IQVIA reported that the total invoice-to-net reduction for all products (not just brands) was $128.2 billion in 2017. That figure was lower than the gross-to-net reduction, because invoice prices are lower than list (gross) prices. Similarly, our previous analysis underestimated the total value of manufacturers’ rebates and discounts, because we had reported the invoice-to-net reduction rather than the full gross-to-net reduction.

2) The gap between invoice and list prices narrowed in 2017, though the gross-to-net bubble still expanded.

The growth in rebates and other discounts means that manufacturers have been experiencing more limited growth in net prices than the growth in brand-name drugs’ list prices.

IQVIA doesn’t report changes in list prices. It does, however, report changes in invoice prices. For brand-name drugs, changes in invoice and list prices are highly correlated. The chart below shows invoice and net price changes for brand-name products that are more than two years old and have not yet faced generic competition. In 2017, invoice prices grew by 6.9%, but net prices grew by only 1.9%.

[Click to Enlarge]

The slow growth in drug costs is consistent with the data that I discussed in New Express Scripts Data: The Drug Spending Slowdown Is Real. (I’ll be covering the other PBMs’ drug trend report in May.) I summarized the key factors behind the gross-to-net disparities in my article about payer power.

Though the gap between invoice and net prices narrowed in 2017, the total value of manufacturers’ gross-to-net reductions grew by 10%, from $139 billion to $153 billion.

3) Brand-name drug list prices are growing more slowly.

The IQVIA data also confirm that brand-name drug list prices have been increasing more slowly. Prior to 2015, growth in list and invoice prices had been increasing by 10% to 15%. Since then, list price growth has slowed. Such manufacturers as AbbVie, Allergan, and Novo Nordisk have announced plans to keep brand-name drug list price increases below 10% annually.

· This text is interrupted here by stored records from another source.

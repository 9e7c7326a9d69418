use std::collections::VecDeque;
use std::fmt;
use std::sync::{Arc, Mutex};
use std::time::Duration;

use pipeloop::stage::{Stage, StageFailure, StageFuture};
use pipeloop::types::Payload;
use serde_json::json;

/// What a [`ScriptedStage`] does on one invocation.
#[derive(Debug, Clone)]
pub enum Step {
    /// Return the input unchanged.
    Echo,
    Succeed(Payload),
    Fail(String),
    Fatal(String),
    Panic(String),
    /// Sleep, then return the input unchanged.
    Sleep(Duration),
}

/// A fake stage that:
/// - records every input it was invoked with
/// - plays back a script of [`Step`]s, repeating the last one forever.
pub struct ScriptedStage {
    name: String,
    timeout: Duration,
    script: Mutex<VecDeque<Step>>,
    last: Mutex<Step>,
    calls: Arc<Mutex<Vec<Payload>>>,
}

impl fmt::Debug for ScriptedStage {
    fn fmt(&self, f: &mut fmt::Formatter<'_>) -> fmt::Result {
        f.debug_struct("ScriptedStage")
            .field("name", &self.name)
            .finish_non_exhaustive()
    }
}

impl ScriptedStage {
    pub fn new(name: &str, steps: Vec<Step>) -> Self {
        let last = steps.last().cloned().unwrap_or(Step::Echo);
        Self {
            name: name.to_string(),
            timeout: Duration::from_secs(1),
            script: Mutex::new(steps.into()),
            last: Mutex::new(last),
            calls: Arc::new(Mutex::new(Vec::new())),
        }
    }

    /// Always succeeds with `{"stage": name, "item_count": items}`.
    pub fn ok(name: &str, items: u64) -> Self {
        Self::new(
            name,
            vec![Step::Succeed(json!({"stage": name, "item_count": items}))],
        )
    }

    pub fn echo(name: &str) -> Self {
        Self::new(name, vec![Step::Echo])
    }

    pub fn failing(name: &str) -> Self {
        Self::new(name, vec![Step::Fail(format!("{name} failed"))])
    }

    /// Sleeps well past its own timeout on every call.
    pub fn hanging(name: &str) -> Self {
        Self::new(name, vec![Step::Sleep(Duration::from_secs(3600))])
    }

    pub fn with_timeout(mut self, timeout: Duration) -> Self {
        self.timeout = timeout;
        self
    }

    /// Shared handle to the recorded inputs.
    pub fn calls(&self) -> Arc<Mutex<Vec<Payload>>> {
        Arc::clone(&self.calls)
    }

    pub fn call_count(&self) -> usize {
        self.calls.lock().unwrap().len()
    }

    fn next_step(&self) -> Step {
        let mut script = self.script.lock().unwrap();
        match script.pop_front() {
            Some(step) => {
                *self.last.lock().unwrap() = step.clone();
                step
            }
            None => self.last.lock().unwrap().clone(),
        }
    }

    pub fn into_arc(self) -> Arc<dyn Stage> {
        Arc::new(self)
    }
}

impl Stage for ScriptedStage {
    fn name(&self) -> &str {
        &self.name
    }

    fn timeout(&self) -> Duration {
        self.timeout
    }

    fn execute(self: Arc<Self>, input: Payload) -> StageFuture {
        self.calls.lock().unwrap().push(input.clone());
        let step = self.next_step();
        Box::pin(async move {
            match step {
                Step::Echo => Ok(input),
                Step::Succeed(v) => Ok(v),
                Step::Fail(msg) => Err(StageFailure::Failed(msg)),
                Step::Fatal(msg) => Err(StageFailure::Fatal(msg)),
                Step::Panic(msg) => panic!("{msg}"),
                Step::Sleep(d) => {
                    tokio::time::sleep(d).await;
                    Ok(input)
                }
            }
        })
    }
}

IQVIA expects that from 2018 to 2022, invoice price growth for brand-name drugs will range from 6% to 9% and net price growth to be 1% to 4%.

SOAPY WATERS

I’ve highlighted problems and distortions with our bubble buddy in numerous articles, including:
At last week's PCMA Policy Forum, Dr. Scott Gottlieb, commissioner of the U.S. Food and Drug Administration, delivered another must-read speech about the state of the drug channel. He commented about how high list prices with high rebates can hurt patients, and then applauded recent point-of-sale rebate efforts:
“I’m encouraged by the actions taken by some of your members to help patients, prescribers, and pharmacists identify more affordable medicines at the point of care.

I also applaud the actions recently announced by some insurers that they would pass manufacturer’s drug rebates, often negotiated with PBMs, directly to their fully insured members with employer-based insurance – about 10 million covered lives. This is a bold action that will help create a fairer, more transparent market. I hope that other insurers, employers, and manufacturers follow their lead. I also hope that your industry will continue to innovate to make it more transparent to pass along these rebates.”
Like Mr. Squarepants, we are all ready for a reset of the current drug channel system.